On balancing African-American history with conservative theology: "As an African-American Southern Baptist pastor, it gets difficult sometimes, simply because we find in our society, racism is still very prevalent. But I can say that knowing that we're working on the race relationship in all areas of life has made a difference for me. We've not arrived yet, but we're working at it."
On whether he talks politics in church: "Not really. I talk social issues. I draw that line based upon my biblical principals. When I look at a social issue that violates the rights of any person, I then deal with it from the pulpit."
On how he saw President Obama: "Obama was difficult for the evangelicals; Trump is not difficult. I was happy to see [Obama] get elected, because I never thought I'd see a black man become president. And yet it broke my heart."

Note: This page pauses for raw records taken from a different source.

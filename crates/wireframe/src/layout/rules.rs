//! Placement rules for groups of same-kind components.
//!
//! Every kind maps to exactly one [`Rule`]. A rule is a pure function of the
//! group, the current cursor and the [`Frame`]; it returns the placed records
//! and how far the cursor moves.

use wireframe_core::{
    geometry::{Bounds, Point, Size},
    semantic::{ComponentKind, Placeable},
};

use super::grid::{column_width, grid_advance, place_grid};

pub const CONTAINER_HEIGHT: f32 = 48.0;
pub const COLLECTION_HEIGHT: f32 = 280.0;
pub const FORM_HEIGHT: f32 = 280.0;
pub const CARD_HEIGHT: f32 = 120.0;
pub const CHART_HEIGHT: f32 = 220.0;
pub const INPUT_HEIGHT: f32 = 44.0;
pub const INPUT_MAX_WIDTH: f32 = 400.0;
pub const IMAGE_HEIGHT: f32 = 180.0;
pub const BUTTON_HEIGHT: f32 = 40.0;
pub const BUTTON_MIN_WIDTH: f32 = 100.0;
pub const TEXT_HEIGHT: f32 = 32.0;
pub const MODAL_SIZE: Size = Size::new(400.0, 300.0);
pub const DEFAULT_HEIGHT: f32 = 60.0;

/// Canvas geometry shared by every rule in one layout pass.
#[derive(Debug, Clone, Copy)]
pub struct Frame {
    /// Full logical canvas size.
    pub canvas: Size,
    /// Region left for flowing content, inset by `gap` on every side.
    pub area: Bounds,
    pub gap: f32,
}

/// How the width of a grid cell is chosen.
#[derive(Debug, Clone, Copy, PartialEq)]
pub enum CellWidth {
    /// Columns share the content width evenly.
    Shared,
    /// A single column is capped at the given width.
    Capped(f32),
}

/// The placement rule selected for a group.
#[derive(Debug, Clone, Copy, PartialEq)]
pub enum Rule {
    /// One full-width item per row.
    Stack { height: f32 },
    /// Row-major grid of uniform cells.
    Grid {
        columns: usize,
        height: f32,
        width: CellWidth,
    },
    /// A single right-aligned row sized from the labels.
    ButtonRow,
    /// Centered on the canvas without moving the cursor.
    Overlay,
}

/// Result of placing one group.
#[derive(Debug)]
pub struct GroupPlacement<T> {
    pub placed: Vec<T>,
    /// Distance the cursor moves, including the trailing gap.
    pub advance: f32,
}

impl Rule {
    /// Select the rule for a group of `count` items of `kind`.
    ///
    /// Navbars and sidebars only reach this point when they were not the
    /// first of their kind, and then use the default stack like any
    /// unrecognized kind.
    pub fn for_group(kind: &ComponentKind, count: usize) -> Self {
        match kind {
            ComponentKind::Container => Self::Stack {
                height: CONTAINER_HEIGHT,
            },
            ComponentKind::DataTable | ComponentKind::List => Self::Stack {
                height: COLLECTION_HEIGHT,
            },
            ComponentKind::Form => Self::Grid {
                columns: if count == 1 { 1 } else { 2 },
                height: FORM_HEIGHT,
                width: CellWidth::Shared,
            },
            ComponentKind::Card => Self::Grid {
                columns: count.min(3),
                height: CARD_HEIGHT,
                width: CellWidth::Shared,
            },
            ComponentKind::Chart => Self::Grid {
                columns: count.min(2),
                height: CHART_HEIGHT,
                width: CellWidth::Shared,
            },
            ComponentKind::Input if count == 1 => Self::Grid {
                columns: 1,
                height: INPUT_HEIGHT,
                width: CellWidth::Capped(INPUT_MAX_WIDTH),
            },
            ComponentKind::Input => Self::Grid {
                columns: 2,
                height: INPUT_HEIGHT,
                width: CellWidth::Shared,
            },
            ComponentKind::Image => Self::Grid {
                columns: count.min(3),
                height: IMAGE_HEIGHT,
                width: CellWidth::Shared,
            },
            ComponentKind::Button => Self::ButtonRow,
            ComponentKind::Text => Self::Stack {
                height: TEXT_HEIGHT,
            },
            ComponentKind::Modal => Self::Overlay,
            ComponentKind::Navbar | ComponentKind::Sidebar | ComponentKind::Other(_) => {
                Self::Stack {
                    height: DEFAULT_HEIGHT,
                }
            }
        }
    }

    /// Place `group` with its top edge at `cursor`.
    pub fn place<T: Placeable>(
        self,
        group: &[&T],
        cursor: f32,
        frame: &Frame,
    ) -> GroupPlacement<T> {
        let area = frame.area;
        let gap = frame.gap;
        let origin = Point::new(area.min_x(), cursor);

        match self {
            Self::Stack { height } => GroupPlacement {
                placed: place_grid(group, origin, Size::new(area.width(), height), 1, gap),
                advance: grid_advance(group.len(), 1, height, gap),
            },
            Self::Grid {
                columns,
                height,
                width,
            } => {
                let cell_width = match width {
                    CellWidth::Shared => column_width(area.width(), columns, gap),
                    CellWidth::Capped(max) => max.min(area.width()),
                };
                let cell = Size::new(cell_width, height);
                GroupPlacement {
                    placed: place_grid(group, origin, cell, columns, gap),
                    advance: grid_advance(group.len(), columns, height, gap),
                }
            }
            Self::ButtonRow => GroupPlacement {
                placed: place_button_row(group, cursor, frame),
                advance: BUTTON_HEIGHT + gap,
            },
            Self::Overlay => {
                let top_left = Point::new(
                    frame.canvas.width() / 2.0 - MODAL_SIZE.width() / 2.0,
                    frame.canvas.height() / 2.0 - MODAL_SIZE.height() / 2.0,
                );
                let bounds = Bounds::new_from_top_left(top_left, MODAL_SIZE);
                GroupPlacement {
                    placed: group
                        .iter()
                        .map(|item| (*item).clone().with_bounds(bounds))
                        .collect(),
                    advance: 0.0,
                }
            }
        }
    }
}

/// Text-width heuristic for buttons: nine units per character plus padding.
pub fn button_width(label: &str) -> f32 {
    let chars = label.chars().count() as f32;
    BUTTON_MIN_WIDTH.max(chars * 9.0 + 32.0)
}

/// Right-align a row of buttons against the content area's right edge.
///
/// Positions are assigned from the last button to the first; the output keeps
/// input order.
fn place_button_row<T: Placeable>(group: &[&T], cursor: f32, frame: &Frame) -> Vec<T> {
    let mut right = frame.area.max_x();
    let mut placed: Vec<T> = group
        .iter()
        .rev()
        .map(|item| {
            let width = button_width(item.label());
            let bounds = Bounds::new_from_top_left(
                Point::new(right - width, cursor),
                Size::new(width, BUTTON_HEIGHT),
            );
            right -= width + frame.gap;
            (*item).clone().with_bounds(bounds)
        })
        .collect();
    placed.reverse();
    placed
}
//! The deterministic wireframe layout engine.
//!
//! A layout pass runs in four steps:
//!
//! 1. The first navbar and the first sidebar are pulled out of the input.
//! 2. They are pinned to the top strip and the left strip of the canvas.
//! 3. The remaining region, inset by the gap, becomes the content area.
//! 4. The rest of the input is split into runs of adjacent same-kind items
//!    and folded over a vertical cursor, each run placed by its [`Rule`].

use log::{debug, trace};

use wireframe_core::{
    geometry::{Bounds, Insets, Point, Size},
    semantic::{ComponentKind, Placeable},
};

use super::rules::{Frame, Rule};

pub const DEFAULT_CANVAS_WIDTH: f32 = 1024.0;
pub const DEFAULT_CANVAS_HEIGHT: f32 = 768.0;
pub const DEFAULT_GAP: f32 = 16.0;

pub const NAVBAR_HEIGHT: f32 = 56.0;
pub const SIDEBAR_WIDTH: f32 = 200.0;
pub const SIDEBAR_HEIGHT: f32 = 712.0;

/// Summary of a layout pass.
#[derive(Debug, Clone, Copy, Default, PartialEq)]
pub struct LayoutReport {
    groups: usize,
    cursor_y: f32,
    bounds: Option<Bounds>,
}

impl LayoutReport {
    /// Number of content groups placed (structural elements excluded).
    pub fn groups(&self) -> usize {
        self.groups
    }

    /// Final position of the vertical cursor.
    pub fn cursor_y(&self) -> f32 {
        self.cursor_y
    }

    /// Bounds enclosing every placed item, or `None` for an empty layout.
    pub fn bounds(&self) -> Option<Bounds> {
        self.bounds
    }
}

/// Layout engine with fixed canvas parameters.
///
/// The engine holds no state between calls; it clones every input record and
/// replaces only its geometry.
///
/// # Examples
///
/// ```
/// use wireframe::layout::Engine;
/// use wireframe::semantic::{ComponentKind, Placeable, Shape};
///
/// let shapes = vec![
///     Shape::new(ComponentKind::Card, "Revenue"),
///     Shape::new(ComponentKind::Navbar, "Top"),
/// ];
///
/// let placed = Engine::default().layout(&shapes);
/// assert_eq!(placed[0].label(), "Top");
/// assert_eq!(placed[0].width(), 1024.0);
/// ```
#[derive(Debug, Clone, Copy, PartialEq)]
pub struct Engine {
    canvas: Size,
    gap: f32,
}

impl Default for Engine {
    fn default() -> Self {
        EngineBuilder::new().build()
    }
}

impl Engine {
    /// Logical canvas size.
    pub fn canvas(&self) -> Size {
        self.canvas
    }

    /// Spacing between neighbouring items and around the content area.
    pub fn gap(&self) -> f32 {
        self.gap
    }

    /// Position every item, returning new records in output order:
    /// navbar, sidebar, then content in input order.
    pub fn layout<T: Placeable>(&self, items: &[T]) -> Vec<T> {
        self.layout_with_report(items).0
    }

    /// Like [`Engine::layout`], also returning a [`LayoutReport`].
    pub fn layout_with_report<T: Placeable>(&self, items: &[T]) -> (Vec<T>, LayoutReport) {
        let navbar_index = first_of_kind(items, &ComponentKind::Navbar);
        let sidebar_index = first_of_kind(items, &ComponentKind::Sidebar);

        let mut placed = Vec::with_capacity(items.len());

        let mut top = 0.0;
        if let Some(index) = navbar_index {
            let bounds = Bounds::new_from_top_left(
                Point::default(),
                Size::new(self.canvas.width(), NAVBAR_HEIGHT),
            );
            placed.push(items[index].clone().with_bounds(bounds));
            top = NAVBAR_HEIGHT;
        }

        let mut left = 0.0;
        if let Some(index) = sidebar_index {
            let bounds = Bounds::new_from_top_left(
                Point::new(0.0, top),
                Size::new(SIDEBAR_WIDTH, SIDEBAR_HEIGHT),
            );
            placed.push(items[index].clone().with_bounds(bounds));
            left = SIDEBAR_WIDTH;
        }

        let frame = self.frame(top, left);
        let content: Vec<&T> = items
            .iter()
            .enumerate()
            .filter(|(index, _)| Some(*index) != navbar_index && Some(*index) != sidebar_index)
            .map(|(_, item)| item)
            .collect();

        let (placed, cursor_y, groups) = adjacent_groups(&content).fold(
            (placed, frame.area.min_y(), 0),
            |(mut placed, cursor, groups), group| {
                let kind = group[0].kind();
                let step = Rule::for_group(kind, group.len()).place(group, cursor, &frame);
                trace!(
                    kind = kind.as_str(),
                    count = group.len(),
                    cursor,
                    advance = step.advance;
                    "Placed group"
                );
                placed.extend(step.placed);
                (placed, cursor + step.advance, groups + 1)
            },
        );

        let bounds = placed
            .iter()
            .map(Placeable::bounds)
            .reduce(|acc, bounds| acc.merge(&bounds));

        debug!(
            items_count = items.len(),
            groups,
            cursor_y,
            has_navbar = navbar_index.is_some(),
            has_sidebar = sidebar_index.is_some();
            "Layout calculated"
        );

        let report = LayoutReport {
            groups,
            cursor_y,
            bounds,
        };
        (placed, report)
    }

    /// Content frame left after reserving `top` and `left` strips.
    fn frame(&self, top: f32, left: f32) -> Frame {
        let canvas = Bounds::new_from_top_left(Point::default(), self.canvas);
        let area = canvas.inset(Insets::new(top, 0.0, 0.0, left).add_uniform(self.gap));
        Frame {
            canvas: self.canvas,
            area,
            gap: self.gap,
        }
    }
}

/// Builder for [`Engine`].
///
/// Defaults are a 1024x768 canvas with a 16 unit gap.
#[derive(Debug, Clone, Copy)]
pub struct EngineBuilder {
    canvas_width: f32,
    canvas_height: f32,
    gap: f32,
}

impl Default for EngineBuilder {
    fn default() -> Self {
        Self::new()
    }
}

impl EngineBuilder {
    /// Create a builder with the default canvas parameters
    pub fn new() -> Self {
        Self {
            canvas_width: DEFAULT_CANVAS_WIDTH,
            canvas_height: DEFAULT_CANVAS_HEIGHT,
            gap: DEFAULT_GAP,
        }
    }

    /// Set the logical canvas width
    pub fn with_canvas_width(mut self, width: f32) -> Self {
        self.canvas_width = width;
        self
    }

    /// Set the logical canvas height (used to center modals)
    pub fn with_canvas_height(mut self, height: f32) -> Self {
        self.canvas_height = height;
        self
    }

    /// Set the spacing between items
    pub fn with_gap(mut self, gap: f32) -> Self {
        self.gap = gap;
        self
    }

    pub fn build(self) -> Engine {
        Engine {
            canvas: Size::new(self.canvas_width, self.canvas_height),
            gap: self.gap,
        }
    }
}

fn first_of_kind<T: Placeable>(items: &[T], kind: &ComponentKind) -> Option<usize> {
    items.iter().position(|item| item.kind() == kind)
}

/// Split `items` into maximal runs of adjacent items sharing a kind.
///
/// Items of the same kind separated by another kind form separate groups.
fn adjacent_groups<'a, T: Placeable>(items: &'a [&'a T]) -> impl Iterator<Item = &'a [&'a T]> {
    items.chunk_by(|a, b| a.kind() == b.kind())
}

On how he sees President Trump: "I can look at President Trump and say he's promoting a great agenda when it comes to biblical morality. But I don't know if he's saved or not. I think when it comes down to abortion and the same-sex marriage issues that he's coming out against, evangelicals love that aspect of him, but they won't deal with him when it comes to his lack of knowledge, maybe, concerning the racial climate that he's promoting in society."
On Southern Baptists and politics: "Southern Baptists find themselves, right now, losing credibility simply because they can't define themselves without a [political] party. As long as they stay with the Bible, they're fine. They don't stay with the Bible on every issue. It's a thin line."